Exposures: Switching from deflazacort to underdosed prednisone for 7 days.

Main outcomes and measures: Increased myocardial inflammation, edema, and fibrosis after stopping deflazacort abruptly.

Results: An 18-year-old male patient with DMD presented to the emergency department with acute-onset chest pain. Ischemic changes were present on electrocardiogram, and elevated cardiac enzymes were detected. Depressed cardiac function and potential evidence of inflammation were seen on cardiac magnetic resonance (CMR) imaging, characterized by elevated T2 values and late gadolinium enhancement. These findings were all consistent with acute myocarditis but without a viral prodrome. Several days prior to presentation, the patient's deflazacort was abruptly discontinued and converted to an equivalent dose of prednisone. After restarting deflazacort, his symptoms improved, and subsequent CMR showed resolution of myocardial edema and improved left ventricular function.
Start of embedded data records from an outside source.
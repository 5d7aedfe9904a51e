//! Sentiment estimation: news headlines first, price action as fallback.
//!
//! Both estimators reduce their input to a continuous score and map it to a
//! [`SentimentResult`] through [`LabelBands`].

pub mod lexicon;
pub mod news;
pub mod technical;

pub use lexicon::Lexicon;
pub use news::{NewsSentiment, NewsSentimentConfig};
pub use technical::{TechnicalConfig, TechnicalSentiment};

use crate::domain::{SentimentLabel, SentimentResult};
use serde::{Deserialize, Serialize};
use thiserror::Error;

#[derive(Debug, Error)]
pub enum SentimentError {
    #[error("text analysis failed: {0}")]
    Analysis(String),

    #[error("polarity {value} for '{text}' is outside [-1, 1]")]
    OutOfRange { text: String, value: f64 },
}

/// Scores a piece of text in [-1, 1]. Zero means no opinion.
pub trait TextPolarity: Send + Sync {
    fn polarity(&self, text: &str) -> Result<f64, SentimentError>;
}

/// Maps a signed score to a label and a capped confidence.
#[derive(Debug, Clone, Copy, PartialEq, Serialize, Deserialize)]
pub struct LabelBands {
    /// score > threshold is bullish, score < -threshold is bearish.
    pub threshold: f64,
    /// Confidence floor added to |score|.
    pub base_offset: f64,
    pub max_confidence: f64,
}

impl LabelBands {
    pub fn classify(&self, score: f64) -> SentimentResult {
        let label = if score > self.threshold {
            SentimentLabel::Bullish
        } else if score < -self.threshold {
            SentimentLabel::Bearish
        } else {
            SentimentLabel::Neutral
        };
        let confidence = (score.abs() + self.base_offset).min(self.max_confidence);
        SentimentResult::new(confidence, label)
    }
}
//! CSV export of backtest trades, batch summaries and trade journals.

use anyhow::{Context, Result};

use crate::backtest::{BacktestOutcome, BacktestTrade};
use crate::journal::TradeRecord;

/// Columns: date, side, shares, price, value
pub fn backtest_trades_csv(trades: &[BacktestTrade]) -> Result<String> {
    let mut wtr = csv::Writer::from_writer(vec![]);
    wtr.write_record(["date", "side", "shares", "price", "value"])?;
    for t in trades {
        wtr.write_record([
            t.date.to_string(),
            t.side.to_string(),
            t.shares.to_string(),
            format!("{:.2}", t.price),
            format!("{:.2}", t.price * t.shares as f64),
        ])?;
    }
    finish(wtr)
}

/// One row per outcome; failed runs carry their error and empty figures.
pub fn batch_summary_csv(outcomes: &[BacktestOutcome]) -> Result<String> {
    let mut wtr = csv::Writer::from_writer(vec![]);
    wtr.write_record([
        "symbol",
        "start_date",
        "end_date",
        "status",
        "final_value",
        "strategy_return_pct",
        "market_return_pct",
        "outperformance_pct",
        "volatility_pct",
        "max_drawdown_pct",
        "total_trades",
        "error",
    ])?;
    for o in outcomes {
        match o {
            BacktestOutcome::Completed(r) => wtr.write_record([
                r.symbol.clone(),
                r.start_date.to_string(),
                r.end_date.to_string(),
                "completed".into(),
                format!("{:.2}", r.final_value),
                format!("{:.2}", r.strategy_return_pct),
                format!("{:.2}", r.market_return_pct),
                format!("{:.2}", r.outperformance_pct),
                format!("{:.2}", r.volatility_pct),
                format!("{:.2}", r.max_drawdown_pct),
                r.total_trades.to_string(),
                String::new(),
            ])?,
            BacktestOutcome::Failed {
                symbol,
                start_date,
                end_date,
                error,
            } => wtr.write_record([
                symbol.clone(),
                start_date.to_string(),
                end_date.to_string(),
                "failed".into(),
                String::new(),
                String::new(),
                String::new(),
                String::new(),
                String::new(),
                String::new(),
                String::new(),
                error.clone(),
            ])?,
        }
    }
    finish(wtr)
}

/// Columns: timestamp, symbol, side, quantity, price, total_value, strategy, sentiment, probability, order_id
pub fn trade_records_csv(trades: &[TradeRecord]) -> Result<String> {
    let mut wtr = csv::Writer::from_writer(vec![]);
    wtr.write_record([
        "timestamp",
        "symbol",
        "side",
        "quantity",
        "price",
        "total_value",
        "strategy",
        "sentiment",
        "probability",
        "order_id",
    ])?;
    for t in trades {
        wtr.write_record([
            t.timestamp.to_rfc3339(),
            t.symbol.clone(),
            t.side.to_string(),
            t.quantity.to_string(),
            format!("{:.2}", t.price),
            format!("{:.2}", t.total_value),
            t.strategy.clone(),
            t.sentiment.map(|s| s.to_string()).unwrap_or_default(),
            t.probability.map(|p| format!("{p:.4}")).unwrap_or_default(),
            t.order_id.clone().unwrap_or_default(),
        ])?;
    }
    finish(wtr)
}

fn finish(wtr: csv::Writer<Vec<u8>>) -> Result<String> {
    let data = wtr.into_inner().context("failed to flush CSV writer")?;
    String::from_utf8(data).context("CSV output is not valid UTF-8")
}

#[cfg(test)]
mod tests {
    use super::*;
    use chrono::NaiveDate;
    use sentitrade_core::domain::OrderSide;

    #[test]
    fn trades_csv_has_header_and_rows() {
        let trades = vec![BacktestTrade {
            date: NaiveDate::from_ymd_opt(2024, 2, 29).unwrap(),
            side: OrderSide::Buy,
            shares: 45,
            price: 110.0,
        }];
        let csv = backtest_trades_csv(&trades).unwrap();
        let lines: Vec<&str> = csv.lines().collect();
        assert_eq!(lines[0], "date,side,shares,price,value");
        assert_eq!(lines[1], "2024-02-29,buy,45,110.00,4950.00");
    }

    #[test]
    fn failed_outcome_row_carries_error() {
        let outcomes = vec![BacktestOutcome::Failed {
            symbol: "ZZZ".into(),
            start_date: NaiveDate::from_ymd_opt(2024, 1, 1).unwrap(),
            end_date: NaiveDate::from_ymd_opt(2024, 12, 31).unwrap(),
            error: "no price data".into(),
        }];
        let csv = batch_summary_csv(&outcomes).unwrap();
        let row = csv.lines().nth(1).unwrap();
        assert!(row.starts_with("ZZZ,2024-01-01,2024-12-31,failed"));
        assert!(row.ends_with("no price data"));
    }
}
//! Sentiment results and the per-cycle trade decision record.

use super::order::{OrderReceipt, OrderSide};
use chrono::{DateTime, Utc};
use serde::{Deserialize, Serialize};
use std::fmt;

#[derive(Debug, Clone, Copy, PartialEq, Eq, Hash, Serialize, Deserialize)]
#[serde(rename_all = "snake_case")]
pub enum SentimentLabel {
    Bullish,
    Bearish,
    Neutral,
}

impl SentimentLabel {
    /// Name used on the external JSON surface (positive/negative/neutral).
    pub fn as_external(self) -> &'static str {
        match self {
            Self::Bullish => "positive",
            Self::Bearish => "negative",
            Self::Neutral => "neutral",
        }
    }

    pub fn as_str(self) -> &'static str {
        match self {
            Self::Bullish => "bullish",
            Self::Bearish => "bearish",
            Self::Neutral => "neutral",
        }
    }
}

impl fmt::Display for SentimentLabel {
    fn fmt(&self, f: &mut fmt::Formatter<'_>) -> fmt::Result {
        f.write_str(self.as_str())
    }
}

/// Confidence in [0, 1] plus a discrete label.
#[derive(Debug, Clone, Copy, PartialEq, Serialize, Deserialize)]
pub struct SentimentResult {
    pub probability: f64,
    pub label: SentimentLabel,
}

impl SentimentResult {
    pub fn new(probability: f64, label: SentimentLabel) -> Self {
        Self {
            probability: probability.clamp(0.0, 1.0),
            label,
        }
    }

    pub fn neutral(probability: f64) -> Self {
        Self::new(probability, SentimentLabel::Neutral)
    }
}

/// Which estimator produced the sentiment used by a cycle.
#[derive(Debug, Clone, Copy, PartialEq, Eq, Serialize, Deserialize)]
#[serde(rename_all = "snake_case")]
pub enum SentimentSource {
    News,
    Technical,
    /// Neither estimator had usable input.
    Default,
}

#[derive(Debug, Clone, Copy, PartialEq, Eq, Hash, Serialize, Deserialize)]
#[serde(rename_all = "snake_case")]
pub enum TradeAction {
    Buy,
    Sell,
    Hold,
    Error,
}

impl TradeAction {
    pub fn as_str(self) -> &'static str {
        match self {
            Self::Buy => "buy",
            Self::Sell => "sell",
            Self::Hold => "hold",
            Self::Error => "error",
        }
    }
}

impl From<OrderSide> for TradeAction {
    fn from(side: OrderSide) -> Self {
        match side {
            OrderSide::Buy => Self::Buy,
            OrderSide::Sell => Self::Sell,
        }
    }
}

impl fmt::Display for TradeAction {
    fn fmt(&self, f: &mut fmt::Formatter<'_>) -> fmt::Result {
        f.write_str(self.as_str())
    }
}

/// Audit record of one decision cycle. Built once, never mutated.
#[derive(Debug, Clone, PartialEq, Serialize, Deserialize)]
pub struct TradeDecision {
    pub timestamp: DateTime<Utc>,
    pub symbol: String,
    /// Quote used for sizing; `None` when the quote could not be fetched.
    pub price: Option<f64>,
    pub sentiment: SentimentLabel,
    pub probability: f64,
    pub sentiment_source: SentimentSource,
    pub quantity: u64,
    pub cost: f64,
    pub action: TradeAction,
    pub reason: String,
    /// Last order side the session had submitted before this cycle.
    pub previous_action: Option<OrderSide>,
    #[serde(default, skip_serializing_if = "Option::is_none")]
    pub order: Option<OrderReceipt>,
}

impl TradeDecision {
    /// True when the cycle submitted an order.
    pub fn placed_order(&self) -> bool {
        self.order.is_some()
    }

    /// Same decision content, ignoring when it was made and when any order
    /// was submitted.
    pub fn same_content(&self, other: &Self) -> bool {
        let order_eq = match (&self.order, &other.order) {
            (None, None) => true,
            (Some(a), Some(b)) => OrderReceipt {
                submitted_at: b.submitted_at,
                ..a.clone()
            } == *b,
            _ => false,
        };
        order_eq
            && self.symbol == other.symbol
            && self.price == other.price
            && self.sentiment == other.sentiment
            && self.probability == other.probability
            && self.sentiment_source == other.sentiment_source
            && self.quantity == other.quantity
            && self.cost == other.cost
            && self.action == other.action
            && self.reason == other.reason
            && self.previous_action == other.previous_action
    }
}

#[cfg(test)]
mod tests {
    use super::*;

    #[test]
    fn external_label_mapping() {
        assert_eq!(SentimentLabel::Bullish.as_external(), "positive");
        assert_eq!(SentimentLabel::Bearish.as_external(), "negative");
        assert_eq!(SentimentLabel::Neutral.as_external(), "neutral");
    }

    #[test]
    fn result_probability_clamped() {
        assert_eq!(SentimentResult::neutral(1.7).probability, 1.0);
        assert_eq!(SentimentResult::neutral(-0.2).probability, 0.0);
    }

    #[test]
    fn action_serializes_lowercase() {
        let json = serde_json::to_string(&TradeAction::Hold).unwrap();
        assert_eq!(json, "\"hold\"");
    }
}
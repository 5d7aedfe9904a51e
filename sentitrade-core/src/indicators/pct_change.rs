//! Period-over-period percent change of closes.
//!
//! pct[t] = close[t] / close[t-1] - 1. Index 0 is NaN.

use super::Indicator;
use crate::domain::Bar;

#[derive(Debug, Clone, Default)]
pub struct PctChange;

impl PctChange {
    pub fn new() -> Self {
        Self
    }

    /// Mean of the last `window` valid changes, or `None` if there are none.
    pub fn trailing_mean(&self, bars: &[Bar], window: usize) -> Option<f64> {
        let changes = self.compute(bars);
        let tail: Vec<f64> = changes
            .iter()
            .rev()
            .filter(|v| v.is_finite())
            .take(window.max(1))
            .copied()
            .collect();
        if tail.is_empty() {
            None
        } else {
            Some(tail.iter().sum::<f64>() / tail.len() as f64)
        }
    }
}

impl Indicator for PctChange {
    fn name(&self) -> &str {
        "pct_change"
    }

    fn lookback(&self) -> usize {
        1
    }

    fn compute(&self, bars: &[Bar]) -> Vec<f64> {
        let mut out = vec![f64::NAN; bars.len()];
        for i in 1..bars.len() {
            let prev = bars[i - 1].close;
            let curr = bars[i].close;
            if prev.is_nan() || curr.is_nan() || prev == 0.0 {
                continue;
            }
            out[i] = curr / prev - 1.0;
        }
        out
    }
}

#[cfg(test)]
mod tests {
    use super::*;
    use crate::indicators::{assert_approx, make_bars, DEFAULT_EPSILON};

    #[test]
    fn pct_change_basic() {
        let out = PctChange.compute(&make_bars(&[100.0, 110.0, 99.0]));
        assert!(out[0].is_nan());
        assert_approx(out[1], 0.10, DEFAULT_EPSILON);
        assert_approx(out[2], -0.10, DEFAULT_EPSILON);
    }

    #[test]
    fn trailing_mean_uses_last_window() {
        let bars = make_bars(&[100.0, 200.0, 200.0, 220.0]);
        // last two changes: 0.0 and 0.1
        assert_approx(PctChange.trailing_mean(&bars, 2).unwrap(), 0.05, DEFAULT_EPSILON);
    }

    #[test]
    fn trailing_mean_empty() {
        assert_eq!(PctChange.trailing_mean(&make_bars(&[100.0]), 5), None);
    }

    #[test]
    fn zero_previous_close_skipped() {
        let out = PctChange.compute(&make_bars(&[0.0, 10.0]));
        assert!(out[1].is_nan());
    }
}
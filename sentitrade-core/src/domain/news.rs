use chrono::{DateTime, Utc};
use serde::{Deserialize, Serialize};

/// A single news headline for a symbol.
#[derive(Debug, Clone, PartialEq, Serialize, Deserialize)]
pub struct NewsHeadline {
    pub symbol: String,
    pub text: String,
    pub published_at: DateTime<Utc>,
    pub source: String,
}

impl NewsHeadline {
    /// Age of the headline in hours relative to `now`. Future timestamps count as age zero.
    pub fn age_hours(&self, now: DateTime<Utc>) -> f64 {
        let secs = (now - self.published_at).num_seconds().max(0);
        secs as f64 / 3600.0
    }
}

#[cfg(test)]
mod tests {
    use super::*;
    use chrono::Duration;

    #[test]
    fn age_in_hours() {
        let now = Utc::now();
        let h = NewsHeadline {
            symbol: "SPY".into(),
            text: "x".into(),
            published_at: now - Duration::hours(6),
            source: "test".into(),
        };
        assert!((h.age_hours(now) - 6.0).abs() < 1e-9);
    }

    #[test]
    fn future_headline_has_zero_age() {
        let now = Utc::now();
        let h = NewsHeadline {
            symbol: "SPY".into(),
            text: "x".into(),
            published_at: now + Duration::hours(1),
            source: "test".into(),
        };
        assert_eq!(h.age_hours(now), 0.0);
    }
}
Conclusions and relevance: This case highlights adverse effects associated with changing between corticosteroid classes in DMD cardiomyopathy and also demonstrates the utility of CMR in detecting myocardial inflammation and monitoring response to treatment.

Conflict of interest statement

Conflict of Interest Disclosures: All authors have completed and submitted the ICMJE Form for Disclosure of Potential Conflicts of Interest and none were reported.

Figures

Figure 1.
Figure 1.. ST Elevations in I-III, avF, V6 With Reciprocal Changes
Electrocardiogram of patient with Duchenne muscular dystrophy (DMD) who presented with substernal chest pain.
Figure 2.
Figure 2.. Normal Angiography of the Right Coronary Artery and Left Coronary Artery, Left Anterior Descending, and Left Circumflex Arteries
Coronary angiogram of patient with Duchenne muscular dystrophy who presented with substernal chest pain.
Figure 3.
Figure 3.. Cardiac Magnetic Resonance Imaging (MRI) on Presentation and 4-Month Follow-up Showing a Reduced Left Ventricular Ejection Fraction (LVEF) (42%) and Lateral Wall Hypokinesis
Myocardial edema in septal and lateral walls with elevated T2 values (57 milliseconds, normal reference, 40-55 millisecond) and the presence of late gadolinium enhancement (LGE) in the septum and basal to midlateral walls are consistent with acute myocarditis. Cardiac MRI 4 months later (B) showed improved myocardial function (LVEF 52%). Redemonstration of LGE in the basal to midlateral walls consistent with fibrosis and T2 values normalized to 42-49 milliseconds, indicating resolution of edema.